Lo scopo di Earth Speaks è quello di aiutare gli scienziati a trovare il modo più corretto per presentare noi stessi a coloro che sono ‘là fuori’!

“Si tratta di un progetto che vuole spostare la discussione sulla vita extraterrestre dalla stretta cerchia degli scienziati alla vasta platea dell’umanità, così da poter capire meglio cosa succederebbe se venisse rivelata la notizia dell’esistenza di esseri intelligenti oltre la Terra”, spiega all’Huffington Post Douglas Vakoch, psicologo clinico presso il California Institute of Integral Studies e unico scienziato sociale impiegato presso il SETI.

Abbiamo raccolto numerosi messaggi da parte di persone provenienti da oltre 70 paesi”, continua Vakoch. “La seconda fase del progetto prevede l’analisi dei messaggi e l’individuazione di quei temi condivisi che ci aiuteranno a capire cosa pensiamo di noi stessi e della vita sulla Terra”.

Vakoch sottolinea quanto si somiglino le cose che le persone vorrebbero dire ai potenziali alieni.

“Abbiamo scoperto che una delle frasi più frequenti utilizzate dalle persone è tipo: ‘Salve! Siamo gli umani del pianeta Terra’. La cosa che colpisce è che ci identifichiamo come parte di una collettività nella quale ‘noi’ è il soggetto e l’accento è posto su ci che ci accomuna”, spiega lo psicologo del SETI.
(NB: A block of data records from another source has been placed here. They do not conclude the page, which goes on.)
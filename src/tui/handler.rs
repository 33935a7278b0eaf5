//! Event handler for the TUI
//!
//! Routes keyboard events to the view controller's operations based on the
//! current state: dialog keys first, then filter entry, then the register
//! shortcuts.

use anyhow::Result;
use crossterm::event::{KeyCode, KeyEvent};

use super::app::{ActiveDialog, App};
use super::event::Event;

/// Handle an incoming event
pub fn handle_event(app: &mut App, event: Event) -> Result<()> {
    match event {
        Event::Key(key) => handle_key_event(app, key),
        Event::Tick => {
            app.tick();
            Ok(())
        }
        Event::Resize(_, _) => Ok(()),
    }
}

/// Handle a key event
fn handle_key_event(app: &mut App, key: KeyEvent) -> Result<()> {
    match app.active_dialog {
        ActiveDialog::AddMovement | ActiveDialog::EditMovement(_) => handle_form_key(app, key),
        ActiveDialog::ConfirmDelete(_) => handle_confirm_key(app, key),
        ActiveDialog::None => {
            if app.filter_active {
                handle_filter_key(app, key)
            } else {
                handle_register_key(app, key)
            }
        }
    }
}

/// Keys on the register screen
fn handle_register_key(app: &mut App, key: KeyEvent) -> Result<()> {
    match key.code {
        // Quit
        KeyCode::Char('q') | KeyCode::Char('Q') => app.quit(),

        // Date navigation
        KeyCode::Char('[') | KeyCode::Left => app.prev_period(),
        KeyCode::Char(']') | KeyCode::Right => app.next_period(),
        KeyCode::Char('t') => app.goto_today(),

        // View modes
        KeyCode::Char('h') => app.toggle_full_history(),
        KeyCode::Char('m') => app.toggle_monthly(),

        // Advanced filters
        KeyCode::Char('f') | KeyCode::Char('/') => app.toggle_filters(),

        // Sorting
        KeyCode::Char('s') => app.cycle_sort_field(),
        KeyCode::Char('r') => app.toggle_sort_direction(),

        // Selection
        KeyCode::Char('j') | KeyCode::Down => app.move_down(),
        KeyCode::Char('k') | KeyCode::Up => app.move_up(),

        // Movement lifecycle
        KeyCode::Char('a') => app.open_add_form(),
        KeyCode::Enter => app.open_edit_form(),
        KeyCode::Char('d') => app.request_delete(),

        // Export and explicit reload
        KeyCode::Char('e') => app.export(),
        KeyCode::Char('R') => app.refresh(),

        _ => {}
    }
    Ok(())
}

/// Keys while the filter row is active
fn handle_filter_key(app: &mut App, key: KeyEvent) -> Result<()> {
    match key.code {
        KeyCode::Esc => app.toggle_filters(),
        KeyCode::Enter => app.filter_active = false,
        KeyCode::Tab => app.cycle_kind_filter(),
        KeyCode::Backspace => app.pop_filter_char(),
        KeyCode::Char(c) => app.push_filter_char(c),
        _ => {}
    }
    Ok(())
}

/// Keys inside the movement form
fn handle_form_key(app: &mut App, key: KeyEvent) -> Result<()> {
    match key.code {
        KeyCode::Esc => app.cancel_dialog(),
        KeyCode::Enter => app.submit_form(),
        KeyCode::Tab | KeyCode::Down => app.form.next_field(),
        KeyCode::BackTab | KeyCode::Up => app.form.prev_field(),
        KeyCode::Char(' ') => match app.form.focused_input() {
            // Space toggles the choice fields, types into text fields
            None => {
                use super::dialogs::MovementField;
                if app.form.focused_field == MovementField::Kind {
                    app.form.toggle_kind();
                } else {
                    app.form.cycle_method();
                }
            }
            Some(input) => input.insert(' '),
        },
        KeyCode::Char(c) => {
            if let Some(input) = app.form.focused_input() {
                input.insert(c);
            }
        }
        KeyCode::Backspace => {
            if let Some(input) = app.form.focused_input() {
                input.backspace();
            }
        }
        KeyCode::Left => {
            if let Some(input) = app.form.focused_input() {
                input.move_left();
            }
        }
        KeyCode::Right => {
            if let Some(input) = app.form.focused_input() {
                input.move_right();
            }
        }
        _ => {}
    }
    Ok(())
}

/// Keys in the delete confirmation
fn handle_confirm_key(app: &mut App, key: KeyEvent) -> Result<()> {
    match key.code {
        KeyCode::Char('y') | KeyCode::Char('Y') => app.confirm_delete(),
        KeyCode::Char('n') | KeyCode::Char('N') | KeyCode::Esc => app.cancel_dialog(),
        _ => {}
    }
    Ok(())
}
//! Export commands
//!
//! CLI handlers producing the CSV spreadsheet sheets and the clipboard-style
//! text summary for a chosen window.

use std::path::PathBuf;

use anyhow::Result;
use chrono::NaiveDate;
use clap::Subcommand;

use crate::config::CajaPaths;
use crate::export::{build_clipboard_summary, export_spreadsheet};
use crate::register::{running_balance, RegisterFilter, RegisterView};
use crate::services::MovementService;
use crate::store::DocumentStore;

use super::movement::fetch_window;

/// Export commands
#[derive(Subcommand)]
pub enum ExportCommands {
    /// Write the movements and summary CSV sheets
    Spreadsheet {
        /// One business day (YYYY-MM-DD)
        #[arg(short, long, conflicts_with_all = ["month", "all"])]
        date: Option<String>,
        /// One calendar month (YYYY-MM)
        #[arg(short, long, conflicts_with = "all")]
        month: Option<String>,
        /// The entire history
        #[arg(short, long)]
        all: bool,
        /// Output path stem (writes <stem>-movements.csv and <stem>-summary.csv)
        #[arg(short, long)]
        output: Option<PathBuf>,
    },
    /// Print a plain-text summary suitable for pasting
    Summary {
        /// One business day (YYYY-MM-DD)
        #[arg(short, long, conflicts_with_all = ["month", "all"])]
        date: Option<String>,
        /// One calendar month (YYYY-MM)
        #[arg(short, long, conflicts_with = "all")]
        month: Option<String>,
        /// The entire history
        #[arg(short, long)]
        all: bool,
    },
}

/// Handle an export subcommand
pub fn handle_export_command(
    store: &dyn DocumentStore,
    paths: &CajaPaths,
    cmd: ExportCommands,
) -> Result<()> {
    let service = MovementService::new(store);

    match cmd {
        ExportCommands::Spreadsheet {
            date,
            month,
            all,
            output,
        } => {
            let movements = fetch_window(&service, date.as_deref(), month.as_deref(), all)?;
            let view = RegisterView::compute(&movements, &RegisterFilter::new());

            let balance = match date.as_deref() {
                Some(date) => {
                    let as_of: NaiveDate = date.parse()?;
                    let history = service.fetch_up_to(as_of)?;
                    Some(running_balance(&history, as_of))
                }
                None => None,
            };

            let stem = output.unwrap_or_else(|| {
                paths
                    .export_dir()
                    .join(window_stem(date.as_deref(), month.as_deref()))
            });

            let (movements_path, summary_path) =
                export_spreadsheet(&view.rows, &view.totals, &view.breakdown, balance, &stem)?;
            println!("Wrote {}", movements_path.display());
            println!("Wrote {}", summary_path.display());
        }

        ExportCommands::Summary { date, month, all } => {
            let movements = fetch_window(&service, date.as_deref(), month.as_deref(), all)?;
            let view = RegisterView::compute(&movements, &RegisterFilter::new());

            let (label, balance) = match (date.as_deref(), month.as_deref(), all) {
                (Some(date), _, _) => {
                    let as_of: NaiveDate = date.parse()?;
                    let history = service.fetch_up_to(as_of)?;
                    (
                        date.to_string(),
                        Some(running_balance(&history, as_of)),
                    )
                }
                (_, Some(month), _) => (month.to_string(), None),
                _ => ("Full history".to_string(), None),
            };

            print!(
                "{}",
                build_clipboard_summary(&label, &view.totals, &view.breakdown, balance)
            );
        }
    }

    Ok(())
}

fn window_stem(date: Option<&str>, month: Option<&str>) -> String {
    match (date, month) {
        (Some(date), _) => format!("caja-{}", date),
        (_, Some(month)) => format!("caja-{}", month),
        _ => "caja-history".to_string(),
    }
}
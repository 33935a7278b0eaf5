//! Configuration and path management

pub mod paths;
pub mod settings;

pub use paths::CajaPaths;
pub use settings::Settings;
//! CSV export
//!
//! Writes the register's two sheets in spreadsheet-compatible CSV: the
//! movements sheet (one row per displayed movement) and the summary sheet
//! (totals, per-method breakdown, running balance).

use std::io::Write;

use crate::error::{CajaError, CajaResult};
use crate::models::{Money, Movement};
use crate::register::{MethodBreakdown, Totals};

fn export_err(e: csv::Error) -> CajaError {
    CajaError::Export(e.to_string())
}

/// Write the movements sheet
pub fn export_movements_csv<W: Write>(rows: &[Movement], writer: W) -> CajaResult<()> {
    let mut csv = csv::Writer::from_writer(writer);

    csv.write_record([
        "Date",
        "Description",
        "Type",
        "Payment Method",
        "Amount",
        "Check Number",
        "Check Issuer",
        "Check Issue Date",
        "Check Due Date",
    ])
    .map_err(export_err)?;

    for movement in rows {
        let detail = movement.check_detail.as_ref();
        csv.write_record([
            movement.date.to_string(),
            movement.description.clone(),
            movement.kind.to_string(),
            movement.method_label().to_string(),
            movement.amount_display(),
            detail.map(|d| d.number.clone()).unwrap_or_default(),
            detail.map(|d| d.issuer.clone()).unwrap_or_default(),
            detail
                .and_then(|d| d.issue_date)
                .map(|d| d.to_string())
                .unwrap_or_default(),
            detail
                .and_then(|d| d.due_date)
                .map(|d| d.to_string())
                .unwrap_or_default(),
        ])
        .map_err(export_err)?;
    }

    csv.flush().map_err(|e| CajaError::Export(e.to_string()))?;
    Ok(())
}

/// Write the summary sheet
pub fn export_summary_csv<W: Write>(
    totals: &Totals,
    breakdown: &MethodBreakdown,
    balance: Option<Money>,
    writer: W,
) -> CajaResult<()> {
    let mut csv = csv::Writer::from_writer(writer);

    csv.write_record(["Section", "Income", "Expense", "Net"])
        .map_err(export_err)?;

    csv.write_record([
        "Totals".to_string(),
        totals.income.to_decimal_string(),
        totals.expense.to_decimal_string(),
        totals.net().to_decimal_string(),
    ])
    .map_err(export_err)?;

    for (method, bucket) in breakdown.iter() {
        csv.write_record([
            method.to_string(),
            bucket.income.to_decimal_string(),
            bucket.expense.to_decimal_string(),
            bucket.net().to_decimal_string(),
        ])
        .map_err(export_err)?;
    }

    if let Some(balance) = balance {
        csv.write_record([
            "Running Balance".to_string(),
            String::new(),
            String::new(),
            balance.to_decimal_string(),
        ])
        .map_err(export_err)?;
    }

    csv.flush().map_err(|e| CajaError::Export(e.to_string()))?;
    Ok(())
}
//! User settings for caja-cli
//!
//! Small JSON-backed preference file: currency symbol, date format, and the
//! view the TUI opens in.

use serde::{Deserialize, Serialize};

use super::paths::CajaPaths;
use crate::error::CajaError;

/// View the TUI opens in
#[derive(Debug, Clone, Copy, PartialEq, Eq, Serialize, Deserialize, Default)]
#[serde(rename_all = "kebab-case")]
pub enum DefaultView {
    #[default]
    Daily,
    FullHistory,
    Monthly,
}

/// User settings for caja-cli
#[derive(Debug, Clone, Serialize, Deserialize)]
pub struct Settings {
    /// Schema version for migration support
    #[serde(default = "default_schema_version")]
    pub schema_version: u32,

    /// Default currency symbol
    #[serde(default = "default_currency")]
    pub currency_symbol: String,

    /// Date format preference (strftime format)
    #[serde(default = "default_date_format")]
    pub date_format: String,

    /// View the TUI opens in
    #[serde(default)]
    pub default_view: DefaultView,
}

fn default_schema_version() -> u32 {
    1
}

fn default_currency() -> String {
    "$".to_string()
}

fn default_date_format() -> String {
    "%Y-%m-%d".to_string()
}

impl Default for Settings {
    fn default() -> Self {
        Self {
            schema_version: default_schema_version(),
            currency_symbol: default_currency(),
            date_format: default_date_format(),
            default_view: DefaultView::default(),
        }
    }
}

impl Settings {
    /// Load settings from disk, or create default settings if the file
    /// doesn't exist
    pub fn load_or_create(paths: &CajaPaths) -> Result<Self, CajaError> {
        let settings_path = paths.settings_file();

        if settings_path.exists() {
            let contents = std::fs::read_to_string(&settings_path)
                .map_err(|e| CajaError::Io(format!("Failed to read settings file: {}", e)))?;

            let settings: Settings = serde_json::from_str(&contents)
                .map_err(|e| CajaError::Config(format!("Failed to parse settings file: {}", e)))?;

            Ok(settings)
        } else {
            // Don't save yet - let caller decide when to persist
            Ok(Settings::default())
        }
    }

    /// Save settings to disk
    pub fn save(&self, paths: &CajaPaths) -> Result<(), CajaError> {
        paths.ensure_directories()?;

        let settings_path = paths.settings_file();
        let contents = serde_json::to_string_pretty(self)
            .map_err(|e| CajaError::Config(format!("Failed to serialize settings: {}", e)))?;

        std::fs::write(&settings_path, contents)
            .map_err(|e| CajaError::Io(format!("Failed to write settings file: {}", e)))?;

        Ok(())
    }
}

#[cfg(test)]
mod tests {
    use super::*;
    use tempfile::TempDir;

    #[test]
    fn test_default_settings() {
        let settings = Settings::default();
        assert_eq!(settings.currency_symbol, "$");
        assert_eq!(settings.date_format, "%Y-%m-%d");
        assert_eq!(settings.default_view, DefaultView::Daily);
    }

    #[test]
    fn test_save_and_load() {
        let temp_dir = TempDir::new().unwrap();
        let paths = CajaPaths::with_base_dir(temp_dir.path().to_path_buf());

        let mut settings = Settings::default();
        settings.currency_symbol = "€".to_string();
        settings.default_view = DefaultView::Monthly;

        settings.save(&paths).unwrap();

        let loaded = Settings::load_or_create(&paths).unwrap();
        assert_eq!(loaded.currency_symbol, "€");
        assert_eq!(loaded.default_view, DefaultView::Monthly);
    }

    #[test]
    fn test_serde_round_trip() {
        let settings = Settings::default();
        let json = serde_json::to_string(&settings).unwrap();
        let deserialized: Settings = serde_json::from_str(&json).unwrap();
        assert_eq!(settings.default_view, deserialized.default_view);
    }
}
“Quasi nessuno dice ‘io sono dell’Australia’, ‘io sono americano’, ‘io sono buddista’, oppure ‘io sono cattolico’”.

Un altro tema condiviso, spiega ancora Vakoch, è il desiderio espresso da molte persone di essere trasportate nello spazio, un’idea trasversale che accomuna giovani e adulti, uomini e donne, quasi una sorta di archetipo sepolto nell’interiorità degli esseri umani.

Un ultimo tema altrettanto frequente, che è quello che fa più tenerezza e che descrive quanto possa essere difficile la vita sulla nostra Terra, si traduce in una semplice frase: ‘Per favore, aiutateci’!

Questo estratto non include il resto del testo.